[Stored records]
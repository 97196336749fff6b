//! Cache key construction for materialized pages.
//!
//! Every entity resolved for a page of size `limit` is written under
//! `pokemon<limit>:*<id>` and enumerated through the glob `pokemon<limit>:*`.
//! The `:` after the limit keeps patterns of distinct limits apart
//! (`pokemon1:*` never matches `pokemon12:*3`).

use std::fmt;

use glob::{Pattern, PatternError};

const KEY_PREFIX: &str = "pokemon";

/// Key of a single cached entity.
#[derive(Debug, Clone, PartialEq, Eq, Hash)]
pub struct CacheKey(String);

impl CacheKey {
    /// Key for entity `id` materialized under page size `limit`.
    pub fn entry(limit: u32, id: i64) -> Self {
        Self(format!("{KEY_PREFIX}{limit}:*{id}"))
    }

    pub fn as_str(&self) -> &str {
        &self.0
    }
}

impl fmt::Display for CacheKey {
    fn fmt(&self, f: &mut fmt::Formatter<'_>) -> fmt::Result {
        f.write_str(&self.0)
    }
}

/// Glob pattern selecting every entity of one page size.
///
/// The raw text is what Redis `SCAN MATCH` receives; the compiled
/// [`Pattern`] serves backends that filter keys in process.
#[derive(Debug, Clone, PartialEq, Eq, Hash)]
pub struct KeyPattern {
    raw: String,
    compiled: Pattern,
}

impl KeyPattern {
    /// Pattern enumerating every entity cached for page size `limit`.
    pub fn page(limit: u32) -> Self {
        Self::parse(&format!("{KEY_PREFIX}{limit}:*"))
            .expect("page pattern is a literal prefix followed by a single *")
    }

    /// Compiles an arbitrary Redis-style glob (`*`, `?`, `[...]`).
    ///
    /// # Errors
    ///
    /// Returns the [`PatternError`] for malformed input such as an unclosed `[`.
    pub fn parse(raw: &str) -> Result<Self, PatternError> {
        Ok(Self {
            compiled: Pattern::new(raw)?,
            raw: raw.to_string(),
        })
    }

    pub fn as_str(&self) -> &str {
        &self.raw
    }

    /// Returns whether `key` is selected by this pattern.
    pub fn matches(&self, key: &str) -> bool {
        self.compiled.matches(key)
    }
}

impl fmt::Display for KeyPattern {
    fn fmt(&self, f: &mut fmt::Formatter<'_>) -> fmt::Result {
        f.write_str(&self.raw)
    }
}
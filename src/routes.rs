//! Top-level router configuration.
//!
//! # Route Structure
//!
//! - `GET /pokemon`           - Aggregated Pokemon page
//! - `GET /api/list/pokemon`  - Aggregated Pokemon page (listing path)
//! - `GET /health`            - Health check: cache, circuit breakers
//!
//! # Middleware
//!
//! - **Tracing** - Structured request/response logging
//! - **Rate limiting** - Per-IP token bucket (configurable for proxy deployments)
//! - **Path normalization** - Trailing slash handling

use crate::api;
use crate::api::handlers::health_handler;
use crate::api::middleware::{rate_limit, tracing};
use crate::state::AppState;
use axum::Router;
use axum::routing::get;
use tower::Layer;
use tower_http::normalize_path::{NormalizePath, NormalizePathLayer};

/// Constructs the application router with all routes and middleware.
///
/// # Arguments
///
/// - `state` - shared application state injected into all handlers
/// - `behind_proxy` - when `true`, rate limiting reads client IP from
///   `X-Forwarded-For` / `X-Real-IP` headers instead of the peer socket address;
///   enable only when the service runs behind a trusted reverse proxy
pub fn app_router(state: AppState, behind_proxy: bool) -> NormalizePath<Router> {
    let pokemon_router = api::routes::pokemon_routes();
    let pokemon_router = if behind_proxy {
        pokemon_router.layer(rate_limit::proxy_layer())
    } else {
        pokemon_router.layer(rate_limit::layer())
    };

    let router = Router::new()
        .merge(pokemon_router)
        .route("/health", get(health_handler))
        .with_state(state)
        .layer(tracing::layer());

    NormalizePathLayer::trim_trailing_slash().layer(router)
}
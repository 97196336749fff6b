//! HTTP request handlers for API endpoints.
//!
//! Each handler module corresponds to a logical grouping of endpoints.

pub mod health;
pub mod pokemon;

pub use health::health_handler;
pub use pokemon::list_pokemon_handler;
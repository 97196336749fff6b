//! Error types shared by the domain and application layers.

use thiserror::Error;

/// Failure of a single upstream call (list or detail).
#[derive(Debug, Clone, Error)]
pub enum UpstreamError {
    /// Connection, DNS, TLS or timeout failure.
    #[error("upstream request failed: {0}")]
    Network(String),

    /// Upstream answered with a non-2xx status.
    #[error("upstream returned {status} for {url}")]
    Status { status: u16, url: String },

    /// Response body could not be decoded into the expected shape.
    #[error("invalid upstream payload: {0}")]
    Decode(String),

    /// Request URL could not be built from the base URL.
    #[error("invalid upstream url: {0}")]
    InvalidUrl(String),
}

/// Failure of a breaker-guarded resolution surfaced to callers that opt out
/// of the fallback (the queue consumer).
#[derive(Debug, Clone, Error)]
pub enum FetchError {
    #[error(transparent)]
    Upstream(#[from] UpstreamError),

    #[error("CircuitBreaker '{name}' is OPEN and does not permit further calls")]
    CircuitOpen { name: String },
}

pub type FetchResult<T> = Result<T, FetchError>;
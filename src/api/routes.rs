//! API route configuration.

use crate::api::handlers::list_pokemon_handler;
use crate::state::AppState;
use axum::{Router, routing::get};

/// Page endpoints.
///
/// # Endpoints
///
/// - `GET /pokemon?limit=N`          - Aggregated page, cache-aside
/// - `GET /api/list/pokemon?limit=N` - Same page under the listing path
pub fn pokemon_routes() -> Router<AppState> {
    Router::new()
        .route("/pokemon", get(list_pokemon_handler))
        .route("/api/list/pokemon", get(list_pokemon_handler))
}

# [Prompt]
From the records above, copy out the line with "is written under", the line with "single cached entity.", and every line between them, word for word.

# [Solution to this problem]
//! Every entity resolved for a page of size `limit` is written under
//! `pokemon<limit>:*<id>` and enumerated through the glob `pokemon<limit>:*`.
//! The `:` after the limit keeps patterns of distinct limits apart
//! (`pokemon1:*` never matches `pokemon12:*3`).

use std::fmt;

use glob::{Pattern, PatternError};

const KEY_PREFIX: &str = "pokemon";

/// Key of a single cached entity.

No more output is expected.